Required work
All records are to be printed again exactly as they appear.

Input

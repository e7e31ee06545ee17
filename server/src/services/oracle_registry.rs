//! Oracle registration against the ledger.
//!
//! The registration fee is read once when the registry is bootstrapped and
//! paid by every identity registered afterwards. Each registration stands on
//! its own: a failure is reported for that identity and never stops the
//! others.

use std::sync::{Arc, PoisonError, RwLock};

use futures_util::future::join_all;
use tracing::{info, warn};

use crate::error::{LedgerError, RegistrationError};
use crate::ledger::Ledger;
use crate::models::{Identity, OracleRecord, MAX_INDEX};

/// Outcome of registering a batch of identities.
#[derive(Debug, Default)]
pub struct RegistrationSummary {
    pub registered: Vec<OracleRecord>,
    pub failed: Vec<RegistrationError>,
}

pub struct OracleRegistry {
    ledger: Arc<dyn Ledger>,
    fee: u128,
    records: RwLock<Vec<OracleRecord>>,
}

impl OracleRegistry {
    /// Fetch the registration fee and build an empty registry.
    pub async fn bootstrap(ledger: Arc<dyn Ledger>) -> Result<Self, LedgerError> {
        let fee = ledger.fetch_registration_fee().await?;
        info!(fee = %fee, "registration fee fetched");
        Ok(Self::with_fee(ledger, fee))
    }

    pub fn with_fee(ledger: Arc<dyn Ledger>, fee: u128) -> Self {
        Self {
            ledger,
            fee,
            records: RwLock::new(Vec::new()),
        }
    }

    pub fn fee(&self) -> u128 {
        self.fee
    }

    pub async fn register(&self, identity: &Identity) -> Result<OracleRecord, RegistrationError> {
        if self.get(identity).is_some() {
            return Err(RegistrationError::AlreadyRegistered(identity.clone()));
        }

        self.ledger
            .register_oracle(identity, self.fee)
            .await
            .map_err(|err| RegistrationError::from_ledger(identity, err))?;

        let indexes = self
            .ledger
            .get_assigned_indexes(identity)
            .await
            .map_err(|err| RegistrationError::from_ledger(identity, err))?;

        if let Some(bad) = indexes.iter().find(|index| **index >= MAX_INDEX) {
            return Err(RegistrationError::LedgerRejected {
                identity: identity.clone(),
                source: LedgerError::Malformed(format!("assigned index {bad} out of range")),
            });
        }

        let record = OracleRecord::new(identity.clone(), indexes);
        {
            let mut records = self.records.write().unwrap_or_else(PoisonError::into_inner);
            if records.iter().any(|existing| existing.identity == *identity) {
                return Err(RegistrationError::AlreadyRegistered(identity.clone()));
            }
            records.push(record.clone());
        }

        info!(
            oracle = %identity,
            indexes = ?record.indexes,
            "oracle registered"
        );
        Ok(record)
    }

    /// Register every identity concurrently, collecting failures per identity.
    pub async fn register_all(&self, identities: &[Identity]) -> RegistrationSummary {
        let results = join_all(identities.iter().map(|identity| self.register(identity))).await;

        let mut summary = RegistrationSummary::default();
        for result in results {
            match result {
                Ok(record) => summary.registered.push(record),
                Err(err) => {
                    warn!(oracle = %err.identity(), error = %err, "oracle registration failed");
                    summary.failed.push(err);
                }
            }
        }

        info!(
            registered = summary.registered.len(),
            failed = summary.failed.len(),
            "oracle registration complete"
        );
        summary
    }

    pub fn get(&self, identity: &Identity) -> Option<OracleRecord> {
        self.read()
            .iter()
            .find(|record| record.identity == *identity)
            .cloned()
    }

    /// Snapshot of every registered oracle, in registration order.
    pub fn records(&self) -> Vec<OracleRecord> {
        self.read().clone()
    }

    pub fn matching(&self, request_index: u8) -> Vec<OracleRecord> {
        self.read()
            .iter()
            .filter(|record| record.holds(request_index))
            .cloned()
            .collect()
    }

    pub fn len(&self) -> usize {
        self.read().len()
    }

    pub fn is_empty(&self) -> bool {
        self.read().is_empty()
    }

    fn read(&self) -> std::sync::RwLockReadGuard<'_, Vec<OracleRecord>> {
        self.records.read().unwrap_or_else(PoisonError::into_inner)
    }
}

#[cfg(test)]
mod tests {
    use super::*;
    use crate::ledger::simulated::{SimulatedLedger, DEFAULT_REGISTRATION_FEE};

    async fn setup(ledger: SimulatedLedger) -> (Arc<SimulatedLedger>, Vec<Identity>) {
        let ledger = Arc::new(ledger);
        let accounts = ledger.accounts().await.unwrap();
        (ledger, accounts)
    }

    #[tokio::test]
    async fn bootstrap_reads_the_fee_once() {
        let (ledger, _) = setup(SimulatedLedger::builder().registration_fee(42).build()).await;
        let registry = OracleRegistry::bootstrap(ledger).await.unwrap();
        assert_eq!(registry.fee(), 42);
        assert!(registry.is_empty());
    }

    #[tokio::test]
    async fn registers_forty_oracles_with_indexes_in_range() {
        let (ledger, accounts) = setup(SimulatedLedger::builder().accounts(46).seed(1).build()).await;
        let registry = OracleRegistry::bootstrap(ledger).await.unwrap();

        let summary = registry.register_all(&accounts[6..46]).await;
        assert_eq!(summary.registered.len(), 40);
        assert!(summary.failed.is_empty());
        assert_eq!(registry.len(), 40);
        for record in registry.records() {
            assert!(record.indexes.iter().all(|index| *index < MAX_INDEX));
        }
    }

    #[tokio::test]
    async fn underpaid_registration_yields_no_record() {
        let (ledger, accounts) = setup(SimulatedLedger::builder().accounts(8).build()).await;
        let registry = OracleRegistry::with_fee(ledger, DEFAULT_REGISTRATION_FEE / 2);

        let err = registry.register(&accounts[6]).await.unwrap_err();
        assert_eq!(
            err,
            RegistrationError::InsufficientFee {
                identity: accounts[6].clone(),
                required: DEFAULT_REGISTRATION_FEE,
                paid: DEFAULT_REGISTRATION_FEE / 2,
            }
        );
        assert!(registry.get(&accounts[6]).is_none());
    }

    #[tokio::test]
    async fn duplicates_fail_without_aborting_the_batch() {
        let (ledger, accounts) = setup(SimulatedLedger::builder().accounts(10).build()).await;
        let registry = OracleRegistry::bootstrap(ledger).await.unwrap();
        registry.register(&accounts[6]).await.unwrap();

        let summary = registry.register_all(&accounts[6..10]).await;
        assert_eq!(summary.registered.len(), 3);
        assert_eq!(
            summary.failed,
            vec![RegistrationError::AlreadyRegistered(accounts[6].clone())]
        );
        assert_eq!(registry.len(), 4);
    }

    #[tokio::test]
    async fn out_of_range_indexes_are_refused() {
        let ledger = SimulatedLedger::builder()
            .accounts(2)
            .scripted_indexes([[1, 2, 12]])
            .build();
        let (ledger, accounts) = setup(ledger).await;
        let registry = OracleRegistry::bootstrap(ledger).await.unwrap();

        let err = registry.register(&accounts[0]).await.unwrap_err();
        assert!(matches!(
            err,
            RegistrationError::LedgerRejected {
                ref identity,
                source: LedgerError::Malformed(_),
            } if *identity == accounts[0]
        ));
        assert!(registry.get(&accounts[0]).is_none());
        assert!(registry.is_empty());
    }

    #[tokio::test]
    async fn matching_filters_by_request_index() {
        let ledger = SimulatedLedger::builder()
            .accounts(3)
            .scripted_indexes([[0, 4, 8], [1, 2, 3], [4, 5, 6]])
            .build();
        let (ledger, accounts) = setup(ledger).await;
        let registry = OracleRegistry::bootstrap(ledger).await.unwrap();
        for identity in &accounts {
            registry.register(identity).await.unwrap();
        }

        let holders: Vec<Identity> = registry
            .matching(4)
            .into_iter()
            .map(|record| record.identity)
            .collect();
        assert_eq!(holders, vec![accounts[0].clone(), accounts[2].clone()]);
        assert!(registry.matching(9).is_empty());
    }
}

Solution to this problem
repository e7e31ee06545ee17
filename server/src/services/oracle_registry.rs
//! Oracle registration against the ledger.
//!
//! The registration fee is read once when the registry is bootstrapped and
//! paid by every identity registered afterwards. Each registration stands on
//! its own: a failure is reported for that identity and never stops the
//! others.

use std::sync::{Arc, PoisonError, RwLock};

use futures_util::future::join_all;
use tracing::{info, warn};

use crate::error::{LedgerError, RegistrationError};
use crate::ledger::Ledger;
use crate::models::{Identity, OracleRecord, MAX_INDEX};

/// Outcome of registering a batch of identities.
#[derive(Debug, Default)]
pub struct RegistrationSummary {
    pub registered: Vec<OracleRecord>,
    pub failed: Vec<RegistrationError>,
}

pub struct OracleRegistry {
    ledger: Arc<dyn Ledger>,
    fee: u128,
    records: RwLock<Vec<OracleRecord>>,
}

impl OracleRegistry {
    /// Fetch the registration fee and build an empty registry.
    pub async fn bootstrap(ledger: Arc<dyn Ledger>) -> Result<Self, LedgerError> {
        let fee = ledger.fetch_registration_fee().await?;
        info!(fee = %fee, "registration fee fetched");
        Ok(Self::with_fee(ledger, fee))
    }

    pub fn with_fee(ledger: Arc<dyn Ledger>, fee: u128) -> Self {
        Self {
            ledger,
            fee,
            records: RwLock::new(Vec::new()),
        }
    }

    pub fn fee(&self) -> u128 {
        self.fee
    }

    pub async fn register(&self, identity: &Identity) -> Result<OracleRecord, RegistrationError> {
        if self.get(identity).is_some() {
            return Err(RegistrationError::AlreadyRegistered(identity.clone()));
        }

        self.ledger
            .register_oracle(identity, self.fee)
            .await
            .map_err(|err| RegistrationError::from_ledger(identity, err))?;

        let indexes = self
            .ledger
            .get_assigned_indexes(identity)
            .await
            .map_err(|err| RegistrationError::from_ledger(identity, err))?;

        if let Some(bad) = indexes.iter().find(|index| **index >= MAX_INDEX) {
            return Err(RegistrationError::LedgerRejected {
                identity: identity.clone(),
                source: LedgerError::Malformed(format!("assigned index {bad} out of range")),
            });
        }

        let record = OracleRecord::new(identity.clone(), indexes);
        {
            let mut records = self.records.write().unwrap_or_else(PoisonError::into_inner);
            if records.iter().any(|existing| existing.identity == *identity) {
                return Err(RegistrationError::AlreadyRegistered(identity.clone()));
            }
            records.push(record.clone());
        }

        info!(
            oracle = %identity,
            indexes = ?record.indexes,
            "oracle registered"
        );
        Ok(record)
    }

    /// Register every identity concurrently, collecting failures per identity.
    pub async fn register_all(&self, identities: &[Identity]) -> RegistrationSummary {
        let results = join_all(identities.iter().map(|identity| self.register(identity))).await;

        let mut summary = RegistrationSummary::default();
        for result in results {
            match result {
                Ok(record) => summary.registered.push(record),
                Err(err) => {
                    warn!(oracle = %err.identity(), error = %err, "oracle registration failed");
                    summary.failed.push(err);
                }
            }
        }

        info!(
            registered = summary.registered.len(),
            failed = summary.failed.len(),
            "oracle registration complete"
        );
        summary
    }

    pub fn get(&self, identity: &Identity) -> Option<OracleRecord> {
        self.read()
            .iter()
            .find(|record| record.identity == *identity)
            .cloned()
    }

    /// Snapshot of every registered oracle, in registration order.
    pub fn records(&self) -> Vec<OracleRecord> {
        self.read().clone()
    }

    pub fn matching(&self, request_index: u8) -> Vec<OracleRecord> {
        self.read()
            .iter()
            .filter(|record| record.holds(request_index))
            .cloned()
            .collect()
    }

    pub fn len(&self) -> usize {
        self.read().len()
    }

    pub fn is_empty(&self) -> bool {
        self.read().is_empty()
    }

    fn read(&self) -> std::sync::RwLockReadGuard<'_, Vec<OracleRecord>> {
        self.records.read().unwrap_or_else(PoisonError::into_inner)
    }
}

#[cfg(test)]
mod tests {
    use super::*;
    use crate::ledger::simulated::{SimulatedLedger, DEFAULT_REGISTRATION_FEE};

    async fn setup(ledger: SimulatedLedger) -> (Arc<SimulatedLedger>, Vec<Identity>) {
        let ledger = Arc::new(ledger);
        let accounts = ledger.accounts().await.unwrap();
        (ledger, accounts)
    }

    #[tokio::test]
    async fn bootstrap_reads_the_fee_once() {
        let (ledger, _) = setup(SimulatedLedger::builder().registration_fee(42).build()).await;
        let registry = OracleRegistry::bootstrap(ledger).await.unwrap();
        assert_eq!(registry.fee(), 42);
        assert!(registry.is_empty());
    }

    #[tokio::test]
    async fn registers_forty_oracles_with_indexes_in_range() {
        let (ledger, accounts) = setup(SimulatedLedger::builder().accounts(46).seed(1).build()).await;
        let registry = OracleRegistry::bootstrap(ledger).await.unwrap();

        let summary = registry.register_all(&accounts[6..46]).await;
        assert_eq!(summary.registered.len(), 40);
        assert!(summary.failed.is_empty());
        assert_eq!(registry.len(), 40);
        for record in registry.records() {
            assert!(record.indexes.iter().all(|index| *index < MAX_INDEX));
        }
    }

    #[tokio::test]
    async fn underpaid_registration_yields_no_record() {
        let (ledger, accounts) = setup(SimulatedLedger::builder().accounts(8).build()).await;
        let registry = OracleRegistry::with_fee(ledger, DEFAULT_REGISTRATION_FEE / 2);

        let err = registry.register(&accounts[6]).await.unwrap_err();
        assert_eq!(
            err,
            RegistrationError::InsufficientFee {
                identity: accounts[6].clone(),
                required: DEFAULT_REGISTRATION_FEE,
                paid: DEFAULT_REGISTRATION_FEE / 2,
            }
        );
        assert!(registry.get(&accounts[6]).is_none());
    }

    #[tokio::test]
    async fn duplicates_fail_without_aborting_the_batch() {
        let (ledger, accounts) = setup(SimulatedLedger::builder().accounts(10).build()).await;
        let registry = OracleRegistry::bootstrap(ledger).await.unwrap();
        registry.register(&accounts[6]).await.unwrap();

        let summary = registry.register_all(&accounts[6..10]).await;
        assert_eq!(summary.registered.len(), 3);
        assert_eq!(
            summary.failed,
            vec![RegistrationError::AlreadyRegistered(accounts[6].clone())]
        );
        assert_eq!(registry.len(), 4);
    }

    #[tokio::test]
    async fn out_of_range_indexes_are_refused() {
        let ledger = SimulatedLedger::builder()
            .accounts(2)
            .scripted_indexes([[1, 2, 12]])
            .build();
        let (ledger, accounts) = setup(ledger).await;
        let registry = OracleRegistry::bootstrap(ledger).await.unwrap();

        let err = registry.register(&accounts[0]).await.unwrap_err();
        assert!(matches!(
            err,
            RegistrationError::LedgerRejected {
                ref identity,
                source: LedgerError::Malformed(_),
            } if *identity == accounts[0]
        ));
        assert!(registry.get(&accounts[0]).is_none());
        assert!(registry.is_empty());
    }

    #[tokio::test]
    async fn matching_filters_by_request_index() {
        let ledger = SimulatedLedger::builder()
            .accounts(3)
            .scripted_indexes([[0, 4, 8], [1, 2, 3], [4, 5, 6]])
            .build();
        let (ledger, accounts) = setup(ledger).await;
        let registry = OracleRegistry::bootstrap(ledger).await.unwrap();
        for identity in &accounts {
            registry.register(identity).await.unwrap();
        }

        let holders: Vec<Identity> = registry
            .matching(4)
            .into_iter()
            .map(|record| record.identity)
            .collect();
        assert_eq!(holders, vec![accounts[0].clone(), accounts[2].clone()]);
        assert!(registry.matching(9).is_empty());
    }
}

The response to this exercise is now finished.